Da war also nix los?
Andere Musiker waren nur spärlich vertreten, echte Kultur im Sinne von "Heute gehe ich mir mal ein Museum oder eine Ausstellung angucken" gab es auch keine. Wir waren halt in Big Island auf Hawaii, da ist es total ländlich. Ja, es gibt auch eine Großstadt auf Hawaii, nämlich Honolulu. Da ist es auch wirklich interessant, nur muss man sich dazu erstmal ins Flugzeug setzen und eine halbe Stunde fliegen, weil es zwischen den Inseln keine Fähren gibt. Dann musst du ein Auto mieten und ein Hotel buchen und erst dann bist du in der Lage, Honolulu zu erkunden und zu erleben.
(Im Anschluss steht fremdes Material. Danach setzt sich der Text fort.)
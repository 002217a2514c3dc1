use crate::http::{require_fields, ShapeOutcome};
use serde::{Deserialize, Serialize};
use serde_json::Value;

/// A candidate's application to a job.
#[derive(Debug, Clone, PartialEq, Serialize, Deserialize)]
pub struct Application {
    pub id: String,
    pub job_id: String,
    pub candidate_id: String,
    #[serde(default)]
    pub status: ApplicationStatus,
    #[serde(default)]
    pub cover_letter: Option<String>,
    #[serde(default)]
    pub submitted_at: Option<String>,
}

#[derive(Debug, Clone, Copy, PartialEq, Eq, Hash, Default, Serialize, Deserialize)]
#[serde(rename_all = "snake_case")]
pub enum ApplicationStatus {
    #[default]
    Submitted,
    Reviewing,
    Interview,
    Offered,
    Rejected,
    Withdrawn,
}

impl ApplicationStatus {
    /// Whether the application can still move forward.
    pub fn is_active(self) -> bool {
        !matches!(
            self,
            ApplicationStatus::Rejected | ApplicationStatus::Withdrawn
        )
    }
}

fn check_application(value: &Value) -> ShapeOutcome {
    require_fields(value, &["id", "job_id", "candidate_id"])
}

define_resource!(Application, "applications", Some(check_application));

/// Payload for applying to a job.
#[derive(Debug, Clone, Serialize)]
pub struct ApplicationCreate {
    pub job_id: String,
    pub candidate_id: String,
    #[serde(skip_serializing_if = "Option::is_none")]
    pub cover_letter: Option<String>,
}
//! # Job-board Sync
//!
//! > **Client-side data synchronization for a job-board backend.**
//!
//! This crate keeps a local, observable copy of remote job-board resources (jobs,
//! companies, candidate profiles, applications, conversations, analytics). It combines
//! a typed REST client with one **state-store actor per entity type**, so every consumer
//! reads the same `{ data, loading_state, errors }` record for a key.
//!
//! ## 🏗️ Design
//!
//! ### One store, one writer
//! Each entity type has a single process-wide [`StateStore`](framework::StateStore)
//! running in its own Tokio task. All mutation is a message processed in order by the
//! store's reducer ([`Entry`](framework::Entry)), so there are no locks around entries
//! and no ad hoc global state. Consumers hold cheap, cloneable
//! [`StoreClient`](framework::StoreClient) handles.
//!
//! ### Fetch-on-mount without duplicates
//! A [`Binding`](binding::Binding) mounts a key: if the entry has no data and is not
//! loading, it claims the fetch with `start` and calls the resource client. The claim is
//! a compare-and-set inside the store, so any number of concurrent mounts for one key
//! issue a single request. Every mount owns a cancellation signal; an unmounted fetch
//! releases its claim instead of writing stale data.
//!
//! ### Loud validation
//! Responses can be checked against a structural [`ShapeCheck`](http::ShapeCheck)
//! before decoding. A failed check fails the call by default
//! ([`ValidationPolicy::Enforce`](http::ValidationPolicy)); `Warn` logs and continues.
//!
//! ## 🗺️ Module Tour
//!
//! ### 1. The Engine ([`framework`])
//! The generic store actor and its reducer, written once for every entity.
//! - **Key items**: [`SyncEntity`](framework::SyncEntity), [`StateStore`](framework::StateStore),
//!   [`MockFetcher`](framework::mock::MockFetcher).
//!
//! ### 2. The Wire ([`http`])
//! Versioned URL building, the shared [`ApiClient`](http::ApiClient) and the generic
//! [`ResourceClient`](http::ResourceClient).
//!
//! ### 3. The Glue ([`binding`])
//! Joins a store entry with a data source and exposes an [`EntityView`](binding::EntityView).
//!
//! ### 4. The Interface ([`clients`], [`model`])
//! Typed per-resource operations (search, apply, message...) and the backend DTOs.
//!
//! ### 5. The Session ([`access`], [`prefs`])
//! Role gating through [`has_capability`](access::has_capability) and the persisted
//! sidebar preference.
//!
//! ### 6. The Orchestrator ([`lifecycle`], [`config`])
//! [`SyncSystem`](lifecycle::SyncSystem) spawns and wires everything from layered
//! [`Settings`](config::Settings).
//!
//! ## 🚀 Quick Start
//!
//! ```bash
//! JOBBOARD__API__BASE_URL=http://localhost:8080 RUST_LOG=info cargo run -- 42
//! ```

pub mod access;
pub mod binding;
pub mod clients;
pub mod config;
pub mod framework;
pub mod http;
pub mod lifecycle;
pub mod model;
pub mod prefs;
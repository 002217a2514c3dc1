use crate::http::{require_fields, ShapeOutcome};
use serde::{Deserialize, Serialize};
use serde_json::Value;

/// An employer profile.
#[derive(Debug, Clone, PartialEq, Serialize, Deserialize)]
pub struct Company {
    pub id: String,
    pub name: String,
    #[serde(default)]
    pub website: Option<String>,
    #[serde(default)]
    pub industry: Option<String>,
    #[serde(default)]
    pub size: Option<String>,
    #[serde(default)]
    pub description: Option<String>,
    #[serde(default)]
    pub logo_url: Option<String>,
}

impl Company {
    pub fn new(id: impl Into<String>, name: impl Into<String>) -> Self {
        Self {
            id: id.into(),
            name: name.into(),
            website: None,
            industry: None,
            size: None,
            description: None,
            logo_url: None,
        }
    }
}

fn check_company(value: &Value) -> ShapeOutcome {
    require_fields(value, &["id", "name"])
}

define_resource!(Company, "companies", Some(check_company));
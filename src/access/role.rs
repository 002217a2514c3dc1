use serde::{Deserialize, Serialize};
use std::fmt;
use std::str::FromStr;
use thiserror::Error;

/// Account role attached to a signed-in user.
#[derive(Debug, Clone, Copy, PartialEq, Eq, Hash, Serialize, Deserialize)]
#[serde(rename_all = "lowercase")]
pub enum Role {
    Candidate,
    Company,
    Admin,
}

impl Role {
    pub fn as_str(self) -> &'static str {
        match self {
            Role::Candidate => "candidate",
            Role::Company => "company",
            Role::Admin => "admin",
        }
    }
}

impl fmt::Display for Role {
    fn fmt(&self, f: &mut fmt::Formatter<'_>) -> fmt::Result {
        f.write_str(self.as_str())
    }
}

#[derive(Debug, Clone, PartialEq, Eq, Error)]
#[error("Unknown role: {0}")]
pub struct UnknownRole(pub String);

impl FromStr for Role {
    type Err = UnknownRole;

    fn from_str(s: &str) -> Result<Self, Self::Err> {
        match s.trim().to_ascii_lowercase().as_str() {
            "candidate" => Ok(Role::Candidate),
            "company" => Ok(Role::Company),
            "admin" => Ok(Role::Admin),
            other => Err(UnknownRole(other.to_string())),
        }
    }
}

/// The signed-in user as far as role gating is concerned.
#[derive(Debug, Clone, PartialEq, Eq, Serialize, Deserialize)]
pub struct SessionUser {
    pub id: String,
    pub role: Role,
}

impl SessionUser {
    pub fn new(id: impl Into<String>, role: Role) -> Self {
        Self {
            id: id.into(),
            role,
        }
    }
}

/// Whether `user` may act with the `required` role.
///
/// Admin satisfies every role; the other roles satisfy only themselves.
pub fn has_capability(user: &SessionUser, required: Role) -> bool {
    user.role == Role::Admin || user.role == required
}
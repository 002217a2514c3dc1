//! # State Store
//!
//! The process-wide state container for one entity type.
//!
//! ## Key Types
//!
//! - [`StateStore`]: The actor that owns every [`Entry`] for an entity type.
//! - [`StoreClient`]: The cloneable handle views and bindings dispatch through.
//! - [`StoreRequest`]: The transition messages (the "actions" of a reducer).
//! - [`StoreEvent`]: Change notification broadcast after each applied transition.
//! - [`StoreError`]: Mailbox failures.

use crate::framework::entity::SyncEntity;
use crate::framework::state::{Entry, LoadingState, Ticket, TicketIssuer};
use std::collections::HashMap;
use tokio::sync::{broadcast, mpsc, oneshot};
use tracing::{debug, info, warn};

// =============================================================================
// 1. MESSAGES & ERRORS
// =============================================================================

/// Errors raised when the store actor cannot be reached.
#[derive(Debug, Clone, thiserror::Error, PartialEq, Eq)]
pub enum StoreError {
    #[error("State store closed")]
    StoreClosed,
    #[error("State store dropped response channel")]
    StoreDropped,
}

/// One-shot reply channel used by the store.
pub type Response<T> = oneshot::Sender<T>;

/// Transition requests processed by the [`StateStore`].
///
/// Every mutation of an entry goes through one of these variants, so the store's
/// mailbox is the single serialization point for all writes to an entity type.
#[derive(Debug)]
pub enum StoreRequest<T: SyncEntity> {
    Snapshot {
        key: T::Key,
        respond_to: Response<Entry<T>>,
    },
    Start {
        key: T::Key,
        force: bool,
        respond_to: Response<Option<Ticket>>,
    },
    Succeed {
        key: T::Key,
        ticket: Ticket,
        payload: T,
        respond_to: Response<bool>,
    },
    Fail {
        key: T::Key,
        ticket: Ticket,
        message: String,
        respond_to: Response<bool>,
    },
    Abandon {
        key: T::Key,
        ticket: Ticket,
        respond_to: Response<bool>,
    },
    Clear {
        key: T::Key,
        respond_to: Response<()>,
    },
    ClearAll {
        respond_to: Response<usize>,
    },
    Len {
        respond_to: Response<usize>,
    },
}

/// Which transition produced a [`StoreEvent`].
#[derive(Debug, Clone, Copy, PartialEq, Eq)]
pub enum Transition {
    Started,
    Succeeded,
    Failed,
    Abandoned,
    Cleared,
}

/// Broadcast after every transition that was applied.
#[derive(Debug, Clone, PartialEq)]
pub struct StoreEvent<K> {
    pub key: K,
    pub transition: Transition,
    pub loading_state: LoadingState,
}

// =============================================================================
// 2. THE STORE ACTOR
// =============================================================================

/// The actor that owns all entries of one entity type.
///
/// Requests are processed one at a time, so `start` doubles as a compare-and-set:
/// two bindings racing for the same key cannot both obtain a [`Ticket`].
/// Cleared entries are removed; tickets come from one issuer for the whole store, so a
/// recreated entry never accepts a ticket handed out before the clear.
pub struct StateStore<T: SyncEntity> {
    receiver: mpsc::Receiver<StoreRequest<T>>,
    entries: HashMap<T::Key, Entry<T>>,
    tickets: TicketIssuer,
    events: broadcast::Sender<StoreEvent<T::Key>>,
}

impl<T: SyncEntity> StateStore<T> {
    /// Creates the store and its client.
    ///
    /// `buffer_size` bounds the mailbox; dispatches wait when it is full.
    pub fn new(buffer_size: usize) -> (Self, StoreClient<T>) {
        let (sender, receiver) = mpsc::channel(buffer_size);
        let (events, _) = broadcast::channel(buffer_size.max(16));
        let store = Self {
            receiver,
            entries: HashMap::new(),
            tickets: TicketIssuer::new(),
            events: events.clone(),
        };
        (store, StoreClient::new(sender, events))
    }

    /// Runs the reducer loop until every client has been dropped.
    pub async fn run(mut self) {
        let entity_type = std::any::type_name::<T>()
            .split("::")
            .last()
            .unwrap_or("Unknown");
        info!(entity_type, "Store started");

        while let Some(msg) = self.receiver.recv().await {
            match msg {
                StoreRequest::Snapshot { key, respond_to } => {
                    let entry = self.entries.get(&key).cloned().unwrap_or_default();
                    debug!(entity_type, %key, state = ?entry.loading_state, "Snapshot");
                    let _ = respond_to.send(entry);
                }
                StoreRequest::Start {
                    key,
                    force,
                    respond_to,
                } => {
                    let entry = self.entries.entry(key.clone()).or_default();
                    let ticket = entry.start(&mut self.tickets, force);
                    match ticket {
                        Some(ticket) => {
                            debug!(entity_type, %key, %ticket, force, "Started");
                            self.notify(key, Transition::Started);
                        }
                        None => debug!(
                            entity_type,
                            %key,
                            state = ?entry.loading_state,
                            "Start rejected, fetch in flight or data present"
                        ),
                    }
                    let _ = respond_to.send(ticket);
                }
                StoreRequest::Succeed {
                    key,
                    ticket,
                    payload,
                    respond_to,
                } => {
                    let applied = self
                        .entries
                        .get_mut(&key)
                        .is_some_and(|entry| entry.succeed(ticket, payload));
                    if applied {
                        info!(entity_type, %key, "Loaded");
                        self.notify(key, Transition::Succeeded);
                    } else {
                        warn!(entity_type, %key, %ticket, "Stale success ignored");
                    }
                    let _ = respond_to.send(applied);
                }
                StoreRequest::Fail {
                    key,
                    ticket,
                    message,
                    respond_to,
                } => {
                    let applied = match self.entries.get_mut(&key) {
                        Some(entry) => entry.fail(ticket, message.as_str()),
                        None => false,
                    };
                    if applied {
                        warn!(entity_type, %key, error = %message, "Load failed");
                        self.notify(key, Transition::Failed);
                    } else {
                        warn!(entity_type, %key, %ticket, "Stale failure ignored");
                    }
                    let _ = respond_to.send(applied);
                }
                StoreRequest::Abandon {
                    key,
                    ticket,
                    respond_to,
                } => {
                    let applied = self
                        .entries
                        .get_mut(&key)
                        .is_some_and(|entry| entry.abandon(ticket));
                    if applied {
                        debug!(entity_type, %key, %ticket, "Abandoned");
                        if self.entries.get(&key).is_some_and(Entry::is_vacant) {
                            self.entries.remove(&key);
                        }
                        self.notify(key, Transition::Abandoned);
                    }
                    let _ = respond_to.send(applied);
                }
                StoreRequest::Clear { key, respond_to } => {
                    if self.entries.remove(&key).is_some() {
                        debug!(entity_type, %key, "Cleared");
                        self.notify(key, Transition::Cleared);
                    }
                    let _ = respond_to.send(());
                }
                StoreRequest::ClearAll { respond_to } => {
                    let removed: Vec<T::Key> = self.entries.drain().map(|(key, _)| key).collect();
                    for key in &removed {
                        self.notify(key.clone(), Transition::Cleared);
                    }
                    info!(entity_type, count = removed.len(), "Cleared all");
                    let _ = respond_to.send(removed.len());
                }
                StoreRequest::Len { respond_to } => {
                    let _ = respond_to.send(self.entries.len());
                }
            }
        }

        info!(entity_type, size = self.entries.len(), "Shutdown");
    }

    fn notify(&self, key: T::Key, transition: Transition) {
        let loading_state = self
            .entries
            .get(&key)
            .map(|entry| entry.loading_state)
            .unwrap_or_default();
        // No subscribers is fine.
        let _ = self.events.send(StoreEvent {
            key,
            transition,
            loading_state,
        });
    }
}

// =============================================================================
// 3. THE CLIENT
// =============================================================================

/// Cheap, cloneable handle to a [`StateStore`].
pub struct StoreClient<T: SyncEntity> {
    sender: mpsc::Sender<StoreRequest<T>>,
    events: broadcast::Sender<StoreEvent<T::Key>>,
}

impl<T: SyncEntity> Clone for StoreClient<T> {
    fn clone(&self) -> Self {
        Self {
            sender: self.sender.clone(),
            events: self.events.clone(),
        }
    }
}

impl<T: SyncEntity> StoreClient<T> {
    pub fn new(
        sender: mpsc::Sender<StoreRequest<T>>,
        events: broadcast::Sender<StoreEvent<T::Key>>,
    ) -> Self {
        Self { sender, events }
    }

    /// Subscribes to transitions applied from now on.
    pub fn subscribe(&self) -> broadcast::Receiver<StoreEvent<T::Key>> {
        self.events.subscribe()
    }

    pub async fn snapshot(&self, key: T::Key) -> Result<Entry<T>, StoreError> {
        self.request(|respond_to| StoreRequest::Snapshot { key, respond_to })
            .await
    }

    /// Claims the fetch for `key`.
    ///
    /// `None` means another fetch is already in flight, or the entry already holds data
    /// and `force` is not set.
    pub async fn start(&self, key: T::Key, force: bool) -> Result<Option<Ticket>, StoreError> {
        self.request(|respond_to| StoreRequest::Start {
            key,
            force,
            respond_to,
        })
        .await
    }

    pub async fn succeed(&self, key: T::Key, ticket: Ticket, payload: T) -> Result<bool, StoreError> {
        self.request(|respond_to| StoreRequest::Succeed {
            key,
            ticket,
            payload,
            respond_to,
        })
        .await
    }

    pub async fn fail(
        &self,
        key: T::Key,
        ticket: Ticket,
        message: impl Into<String>,
    ) -> Result<bool, StoreError> {
        let message = message.into();
        self.request(|respond_to| StoreRequest::Fail {
            key,
            ticket,
            message,
            respond_to,
        })
        .await
    }

    pub async fn abandon(&self, key: T::Key, ticket: Ticket) -> Result<bool, StoreError> {
        self.request(|respond_to| StoreRequest::Abandon {
            key,
            ticket,
            respond_to,
        })
        .await
    }

    pub async fn clear(&self, key: T::Key) -> Result<(), StoreError> {
        self.request(|respond_to| StoreRequest::Clear { key, respond_to })
            .await
    }

    /// Clears every entry, returning how many were reset.
    pub async fn clear_all(&self) -> Result<usize, StoreError> {
        self.request(|respond_to| StoreRequest::ClearAll { respond_to })
            .await
    }

    pub async fn len(&self) -> Result<usize, StoreError> {
        self.request(|respond_to| StoreRequest::Len { respond_to })
            .await
    }

    async fn request<R>(
        &self,
        build: impl FnOnce(Response<R>) -> StoreRequest<T>,
    ) -> Result<R, StoreError> {
        let (respond_to, response) = oneshot::channel();
        self.sender
            .send(build(respond_to))
            .await
            .map_err(|_| StoreError::StoreClosed)?;
        response.await.map_err(|_| StoreError::StoreDropped)
    }
}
Jedenfalls merkten wir vor zwei, drei Jahren, dass wir den Rest unseres Lebens dann doch nicht in solch paradiesischen Gegenden verbringen wollen. Also begannen wir zu überlegen, wo wir hingehen wollen.

Welche Optionen gab es denn?
Viele Amerikaner gehen zum Beispiel nach Portugal, weil es da Steuervergünstigungen gibt. Ich habe mich auch ernsthaft damit beschäftigt, fand Lissabon richtig toll, aber irgendwie hatte ich schon immer eine große Liebe zu Italien in mir. Deshalb schlug ich vor, nach Italien zu ziehen. Jetzt sind wir gerade in Florenz gelandet, was wirklich schön ist, aber es ist touristisch völlig überlaufen. Und dadurch auch übermäßig teuer. Nun sind wir also wieder am Überlegen, was wir machen. Im Moment geht die Tendenz in Richtung Bologna, was nicht weit weg ist von Florenz. Zum Leben ist Bologna auf jeden Fall besser geeignet. Es gibt da jede Menge junge Leute, um die 90.000 Studenten, was es sehr lebenswert macht. Auch die Küche unterscheidet sich in Details von der Florentiner Küche. Und vor allem ist es längst nicht so arschteuer wie der Touristenmagnet Florenz.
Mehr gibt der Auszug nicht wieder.